_What the task asks_
Every line holding the string "VacancyRecord" should be copied out of the listing.

Dataset records Start Marker

#[cfg(test)]
mod tests {
    use super::*;
    use crate::{
        error::StoreError,
        schema::LocationPreferences,
        store::InMemoryMatchStore,
    };

    fn candidate() -> CandidateProfile {
        CandidateProfile {
            id: Some(1),
            skills: vec!["Rust".into(), "PostgreSQL".into()],
            location: LocationPreferences {
                is_remote: Some(true),
                ..LocationPreferences::default()
            },
            seniority_level: Some("Senior".into()),
            ..CandidateProfile::default()
        }
    }

    fn vacancy(id: i64, skills: &[&str]) -> VacancyRecord {
        VacancyRecord {
            id: Some(id),
            required_skills: skills.iter().map(|s| s.to_string()).collect(),
            location: LocationPreferences {
                is_remote: Some(true),
                ..LocationPreferences::default()
            },
            seniority_level: Some("Senior".into()),
            ..VacancyRecord::default()
        }
    }

    fn office_vacancy(id: i64) -> VacancyRecord {
        VacancyRecord {
            location: LocationPreferences {
                is_office: Some(true),
                is_remote: Some(false),
                ..LocationPreferences::default()
            },
            ..vacancy(id, &["Rust"])
        }
    }

    fn options(max_concurrency: usize) -> BatchOptions {
        BatchOptions {
            max_concurrency,
            ..BatchOptions::default()
        }
    }

    struct FailingStore {
        fail_vacancy: i64,
        inner: InMemoryMatchStore,
    }

    impl MatchStore for FailingStore {
        fn save(&self, candidate_id: i64, vacancy_id: i64, result: &MatchResult) -> Result<(), StoreError> {
            if vacancy_id == self.fail_vacancy {
                return Err(StoreError::Unavailable("disk full".into()));
            }
            self.inner.save(candidate_id, vacancy_id, result)
        }
    }

    struct PanickingStore;

    impl MatchStore for PanickingStore {
        fn save(&self, _: i64, vacancy_id: i64, _: &MatchResult) -> Result<(), StoreError> {
            if vacancy_id == 2 {
                panic!("store exploded");
            }
            Ok(())
        }
    }

    #[test]
    fn compute_match_is_deterministic() {
        let engine = MatchingEngine::default();
        let v = vacancy(1, &["rust", "docker"]);
        let first = engine.compute_match(&candidate(), &v);
        let second = engine.compute_match(&candidate(), &v);
        assert_eq!(first, second);
        assert_eq!(first.overall_score.to_bits(), second.overall_score.to_bits());
    }

    #[test]
    fn invalid_config_cannot_build_engine() {
        let mut config = MatchingConfig::default();
        config.weights.skills = 0.9;
        assert!(matches!(
            MatchingEngine::new(config),
            Err(ConfigError::WeightSum { .. })
        ));
        assert!(MatchingEngine::new(MatchingConfig::default()).is_ok());
    }

    #[test]
    fn batch_skips_prefiltered_and_keeps_order() {
        let engine = MatchingEngine::default();
        let vacancies = vec![
            vacancy(10, &["Rust"]),
            office_vacancy(11),
            vacancy(12, &["Go"]),
        ];

        let entries = engine
            .batch_match(&candidate(), &vacancies, &options(2), None)
            .unwrap();

        assert_eq!(
            entries.iter().map(|e| e.vacancy_index).collect::<Vec<_>>(),
            vec![0, 2]
        );
        assert_eq!(entries[0].vacancy_id, Some(10));
        assert!(entries.iter().all(|e| e.outcome.is_ok()));
    }

    #[test]
    fn batch_results_equal_single_calls() {
        let engine = MatchingEngine::default();
        let vacancies: Vec<_> = (0..32)
            .map(|i| {
                let skills: &[&str] = if i % 2 == 0 { &["rust"] } else { &["rust", "kafka"] };
                vacancy(i, skills)
            })
            .collect();

        let entries = engine
            .batch_match(&candidate(), &vacancies, &options(4), None)
            .unwrap();

        assert_eq!(entries.len(), vacancies.len());
        for entry in entries {
            let expected = engine.compute_match(&candidate(), &vacancies[entry.vacancy_index]);
            assert_eq!(entry.outcome, Ok(expected));
        }
    }

    #[test]
    fn store_failure_is_isolated_to_its_pair() {
        let engine = MatchingEngine::default();
        let store = FailingStore {
            fail_vacancy: 2,
            inner: InMemoryMatchStore::new(),
        };
        let vacancies = vec![vacancy(1, &["rust"]), vacancy(2, &["rust"]), vacancy(3, &["rust"])];
        let opts = BatchOptions {
            persist: true,
            ..options(3)
        };

        let entries = engine
            .batch_match(&candidate(), &vacancies, &opts, Some(&store))
            .unwrap();

        assert!(entries[0].outcome.is_ok());
        assert!(matches!(entries[1].outcome, Err(MatchError::Store(_))));
        assert!(entries[2].outcome.is_ok());
        assert_eq!(store.inner.len(), 2);
    }

    #[test]
    fn panic_is_reported_per_pair() {
        let engine = MatchingEngine::default();
        let vacancies = vec![vacancy(1, &["rust"]), vacancy(2, &["rust"])];
        let opts = BatchOptions {
            persist: true,
            ..options(2)
        };

        let entries = engine
            .batch_match(&candidate(), &vacancies, &opts, Some(&PanickingStore))
            .unwrap();

        assert!(entries[0].outcome.is_ok());
        assert_eq!(
            entries[1].outcome,
            Err(MatchError::Panicked("store exploded".into()))
        );
    }

    #[test]
    fn missing_ids_fail_persistence_only() {
        let engine = MatchingEngine::default();
        let store = InMemoryMatchStore::new();
        let mut anonymous = vacancy(0, &["rust"]);
        anonymous.id = None;

        let err = engine
            .compute_and_store(&candidate(), &anonymous, &store)
            .unwrap_err();
        assert_eq!(err, MatchError::MissingId { side: "vacancy" });
        assert!(store.is_empty());

        let stored = engine
            .compute_and_store(&candidate(), &vacancy(5, &["rust"]), &store)
            .unwrap();
        assert_eq!(store.get(1, 5), Some(stored));
    }

    #[test]
    fn cancelled_batch_reports_every_pair() {
        let engine = MatchingEngine::default();
        let flag = Arc::new(AtomicBool::new(true));
        let opts = BatchOptions {
            cancel: Some(flag),
            ..options(2)
        };

        let entries = engine
            .batch_match(&candidate(), &[vacancy(1, &["rust"]), vacancy(2, &["go"])], &opts, None)
            .unwrap();

        assert_eq!(entries.len(), 2);
        assert!(entries.iter().all(|e| e.outcome == Err(MatchError::Cancelled)));
    }

    #[test]
    fn zero_concurrency_is_rejected() {
        let engine = MatchingEngine::default();
        assert!(matches!(
            engine.batch_match(&candidate(), &[], &options(0), None),
            Err(BatchError::ZeroConcurrency)
        ));
    }

    #[test]
    fn ranks_best_first() {
        let engine = MatchingEngine::default();
        let vacancies = vec![
            vacancy(1, &["java"]),
            vacancy(2, &["rust", "postgresql"]),
            vacancy(3, &["rust"]),
        ];

        let ranked = engine
            .rank_vacancies(&candidate(), &vacancies, &options(2))
            .unwrap();

        assert_eq!(ranked.len(), 3);
        assert_eq!(
            ranked.iter().map(|r| r.vacancy_id).collect::<Vec<_>>(),
            vec![Some(2), Some(3), Some(1)]
        );
        assert!(ranked
            .windows(2)
            .all(|w| w[0].result.overall_score >= w[1].result.overall_score));
    }

    #[test]
    fn reverse_batch_scores_candidates_for_one_vacancy() {
        let engine = MatchingEngine::default();
        let store = InMemoryMatchStore::new();
        let remote_only = candidate();
        let second = CandidateProfile {
            id: Some(2),
            ..candidate()
        };
        let mut no_id = candidate();
        no_id.id = None;
        let opts = BatchOptions {
            persist: true,
            ..options(2)
        };

        let office = office_vacancy(7);
        let entries = engine
            .batch_match_candidates(&office, &[remote_only.clone()], &opts, Some(&store))
            .unwrap();
        assert!(entries.is_empty());

        let v = vacancy(7, &["rust"]);
        let entries = engine
            .batch_match_candidates(&v, &[remote_only.clone(), second, no_id], &opts, Some(&store))
            .unwrap();

        assert_eq!(
            entries.iter().map(|e| e.candidate_index).collect::<Vec<_>>(),
            vec![0, 1, 2]
        );
        assert_eq!(entries[0].outcome, Ok(engine.compute_match(&remote_only, &v)));
        assert!(matches!(
            entries[2].outcome,
            Err(MatchError::MissingId { side: "candidate" })
        ));
        assert_eq!(store.len(), 2);
        assert!(store.get(2, 7).is_some());
    }

    #[test]
    fn persist_without_store_still_scores() {
        let engine = MatchingEngine::default();
        let opts = BatchOptions {
            persist: true,
            ..options(1)
        };
        let entries = engine
            .batch_match(&candidate(), &[vacancy(1, &["rust"])], &opts, None)
            .unwrap();
        assert_eq!(entries.len(), 1);
        assert!(entries[0].outcome.is_ok());
    }
}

Dataset records End Marker

_Task solution_
    fn vacancy(id: i64, skills: &[&str]) -> VacancyRecord {
        VacancyRecord {
            ..VacancyRecord::default()
    fn office_vacancy(id: i64) -> VacancyRecord {
        VacancyRecord {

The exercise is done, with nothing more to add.